*** GIVEN ENTRIES ***

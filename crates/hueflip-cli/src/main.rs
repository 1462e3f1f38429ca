//! Command-line front end for the Hueflip puzzle engine.
//!
//! # Usage
//!
//! ```sh
//! hueflip generate --level 20
//! hueflip solve --level 20 --seed <SEED>
//! hueflip simulate --from 1 --to 50
//! hueflip verify --to 300 --seeds 4
//! hueflip play --save hueflip-save.json
//! ```

use std::{fs, io, path::PathBuf, process::ExitCode};

use clap::{Parser, Subcommand};
use hueflip_core::{Board, Position};
use hueflip_game::{MemoryStore, Outcome, Session, SessionError, StoreError};
use hueflip_generator::{GenerateError, GeneratedPuzzle, PuzzleGenerator, PuzzleSeed};
use hueflip_solver::{BfsSolver, LinearOracle, OracleError, SolvabilityOracle as _};
use rayon::prelude::*;

mod play;

#[derive(Debug, Parser)]
#[command(author, version, about)]
struct Args {
    #[command(subcommand)]
    command: Command,
}

#[derive(Debug, Subcommand)]
enum Command {
    /// Generate a puzzle and print it.
    Generate {
        /// Level to generate.
        #[arg(short, long, default_value_t = 1)]
        level: u32,
        /// Seed to generate from (64 hex digits).
        #[arg(long, value_name = "SEED")]
        seed: Option<PuzzleSeed>,
        /// Print the puzzle as JSON.
        #[arg(long)]
        json: bool,
    },
    /// Search a shortest solution and check solvability.
    Solve {
        /// Level to generate.
        #[arg(short, long, default_value_t = 1, conflicts_with = "board")]
        level: u32,
        /// Seed to generate from (64 hex digits).
        #[arg(long, value_name = "SEED", conflicts_with = "board")]
        seed: Option<PuzzleSeed>,
        /// Board to solve, as JSON.
        #[arg(long, value_name = "FILE")]
        board: Option<PathBuf>,
    },
    /// Play a range of levels along their generated solutions.
    Simulate {
        /// First level.
        #[arg(long, default_value_t = 1)]
        from: u32,
        /// Last level.
        #[arg(long, default_value_t = 20)]
        to: u32,
        /// Seed the level seeds are derived from.
        #[arg(long, value_name = "SEED")]
        seed: Option<PuzzleSeed>,
    },
    /// Generate many puzzles in parallel and check every one of them.
    Verify {
        /// First level.
        #[arg(long, default_value_t = 1)]
        from: u32,
        /// Last level.
        #[arg(long, default_value_t = 200)]
        to: u32,
        /// Puzzles per level.
        #[arg(long, default_value_t = 3)]
        seeds: u32,
    },
    /// Play interactively, saving progress to a file.
    Play {
        /// Save file.
        #[arg(long, value_name = "FILE", default_value = "hueflip-save.json")]
        save: PathBuf,
    },
}

#[derive(Debug, derive_more::Display, derive_more::Error, derive_more::From)]
enum CliError {
    #[display("{_0}")]
    Generate(#[from] GenerateError),
    #[display("{_0}")]
    Session(#[from] SessionError),
    #[display("{_0}")]
    Store(#[from] StoreError),
    #[display("{_0}")]
    Oracle(#[from] OracleError),
    #[display("I/O error: {_0}")]
    Io(#[from] io::Error),
    #[display("invalid board: {_0}")]
    Json(#[from] serde_json::Error),
    #[display("{failed} of {checked} puzzles failed verification")]
    #[from(ignore)]
    VerificationFailed { failed: usize, checked: usize },
}

impl CliError {
    fn exit_code(&self) -> ExitCode {
        match self {
            Self::VerificationFailed { .. } => ExitCode::from(2),
            _ => ExitCode::FAILURE,
        }
    }
}

fn main() -> ExitCode {
    better_panic::install();
    env_logger::init();

    let args = Args::parse();
    let result = match args.command {
        Command::Generate { level, seed, json } => generate(level, seed, json),
        Command::Solve { level, seed, board } => solve(level, seed, board),
        Command::Simulate { from, to, seed } => simulate(from, to, seed),
        Command::Verify { from, to, seeds } => verify(from, to, seeds),
        Command::Play { save } => play::run(save),
    };
    match result {
        Ok(()) => ExitCode::SUCCESS,
        Err(err) => {
            eprintln!("error: {err}");
            err.exit_code()
        }
    }
}

fn generate(level: u32, seed: Option<PuzzleSeed>, json: bool) -> Result<(), CliError> {
    let seed = seed.unwrap_or_else(PuzzleSeed::random);
    let puzzle = PuzzleGenerator::new().generate_with_seed(level, seed)?;
    if json {
        let value = serde_json::json!({
            "level": puzzle.level(),
            "seed": puzzle.seed.to_string(),
            "source": puzzle.source.to_string(),
            "board": puzzle.board(),
            "optimalPath": puzzle.optimal_path,
        });
        println!("{}", serde_json::to_string_pretty(&value)?);
    } else {
        print_puzzle(&puzzle);
    }
    Ok(())
}

fn print_puzzle(puzzle: &GeneratedPuzzle) {
    let profile = &puzzle.profile;
    println!("Seed:");
    println!("  {}", puzzle.seed);
    println!();
    println!("Level {} ({}):", profile.level, puzzle.source);
    println!(
        "  {}x{}, {} colors, {} moves",
        profile.grid_size,
        profile.grid_size,
        puzzle.color_count,
        puzzle.optimal_path.len()
    );
    println!();
    print_board(&puzzle.board());
    println!();
    println!("Optimal path:");
    println!("  {}", format_path(&puzzle.optimal_path));
}

fn print_board(board: &Board) {
    println!("Grid:");
    for line in board.grid().to_string().lines() {
        println!("  {line}");
    }
    if !board.power().is_empty() {
        println!("Power tiles: {}", format_path(board.power().iter()));
    }
    if !board.locked().is_empty() {
        let locked = board
            .locked()
            .iter()
            .map(|(pos, count)| format!("{pos}:{count}"))
            .collect::<Vec<_>>();
        println!("Locked tiles: {}", locked.join(" "));
    }
}

fn format_path<'a>(path: impl IntoIterator<Item = &'a Position>) -> String {
    path.into_iter()
        .map(ToString::to_string)
        .collect::<Vec<_>>()
        .join(" ")
}

fn solve(level: u32, seed: Option<PuzzleSeed>, board: Option<PathBuf>) -> Result<(), CliError> {
    let board = if let Some(path) = board {
        let json = fs::read_to_string(path)?;
        serde_json::from_str::<Board>(&json)?
    } else {
        let seed = seed.unwrap_or_else(PuzzleSeed::random);
        let puzzle = PuzzleGenerator::new().generate_with_seed(level, seed)?;
        println!("Seed:");
        println!("  {}", puzzle.seed);
        println!();
        puzzle.board()
    };
    print_board(&board);
    println!();

    let solvable = LinearOracle::new().is_solvable(&board)?;
    println!("Solvable: {}", if solvable { "yes" } else { "no" });

    let outcome = BfsSolver::new().solve(&board);
    if outcome.found() || board.is_solved() {
        println!(
            "Shortest solution ({} moves, {} states):",
            outcome.solution.len(),
            outcome.explored
        );
        println!("  {}", format_path(&outcome.solution));
    } else if outcome.exhausted {
        println!(
            "Search gave up after {} states without a solution.",
            outcome.explored
        );
    } else {
        println!("No solution exists ({} states explored).", outcome.explored);
    }
    Ok(())
}

fn simulate(from: u32, to: u32, seed: Option<PuzzleSeed>) -> Result<(), CliError> {
    let seed = seed.unwrap_or_else(PuzzleSeed::random);
    let mut session = Session::new(Box::new(MemoryStore::new()));
    println!("Seed: {seed}");
    for level in from.max(1)..=to {
        session.start_level_with_seed(level, seed.for_attempt(level))?;
        let path = session.state().optimal_path().to_vec();
        let mut last = Outcome::Applied;
        for pos in path {
            last = session.click(pos);
        }
        match last {
            Outcome::Scored(breakdown) => println!(
                "level {level:>4}: {:>2} moves, {:>5} points",
                session.state().moves(),
                breakdown.total_points
            ),
            outcome => println!("level {level:>4}: not solved ({outcome:?})"),
        }
    }
    println!("Total points: {}", session.state().total_points());
    Ok(())
}

#[derive(Debug)]
struct Check {
    level: u32,
    seed: PuzzleSeed,
    problem: Option<String>,
}

fn verify(from: u32, to: u32, seeds: u32) -> Result<(), CliError> {
    let jobs = (from.max(1)..=to)
        .flat_map(|level| (0..seeds).map(move |i| (level, i)))
        .collect::<Vec<_>>();
    let base = PuzzleSeed::random();

    let checks = jobs
        .par_iter()
        .map_init(
            || (PuzzleGenerator::new(), LinearOracle::new()),
            |(generator, oracle), &(level, i)| {
                let seed = base.for_attempt(level.wrapping_mul(1000).wrapping_add(i));
                check_puzzle(generator, oracle, level, seed)
            },
        )
        .collect::<Vec<_>>();

    let failures = checks
        .iter()
        .filter(|check| check.problem.is_some())
        .collect::<Vec<_>>();
    for check in &failures {
        eprintln!(
            "level {} seed {}: {}",
            check.level,
            check.seed,
            check.problem.as_deref().unwrap_or_default()
        );
    }
    println!("Checked {} puzzles, {} failed.", checks.len(), failures.len());
    if failures.is_empty() {
        Ok(())
    } else {
        Err(CliError::VerificationFailed {
            failed: failures.len(),
            checked: checks.len(),
        })
    }
}

fn check_puzzle(
    generator: &PuzzleGenerator,
    oracle: &LinearOracle,
    level: u32,
    seed: PuzzleSeed,
) -> Check {
    let problem = match generator.generate_with_seed(level, seed) {
        Err(err) => Some(err.to_string()),
        Ok(puzzle) if !puzzle.verify_solution() => {
            Some("optimal path does not solve the puzzle".to_owned())
        }
        Ok(puzzle) if puzzle.board().is_solved() => Some("puzzle is already solved".to_owned()),
        Ok(puzzle) => match oracle.is_solvable(&puzzle.board()) {
            Ok(true) => None,
            Ok(false) => Some("oracle reports the puzzle as unsolvable".to_owned()),
            Err(err) => {
                log::warn!("level {level}: {err}");
                None
            }
        },
    };
    Check {
        level,
        seed,
        problem,
    }
}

*** End of GIVEN ENTRIES ***

REQUIRED WORK => Lines containing the string "checks" are the ones to copy from the entries above.

EXERCISE RESULT =>
    let checks = jobs
    let failures = checks
    println!("Checked {} puzzles, {} failed.", checks.len(), failures.len());
            checked: checks.len(),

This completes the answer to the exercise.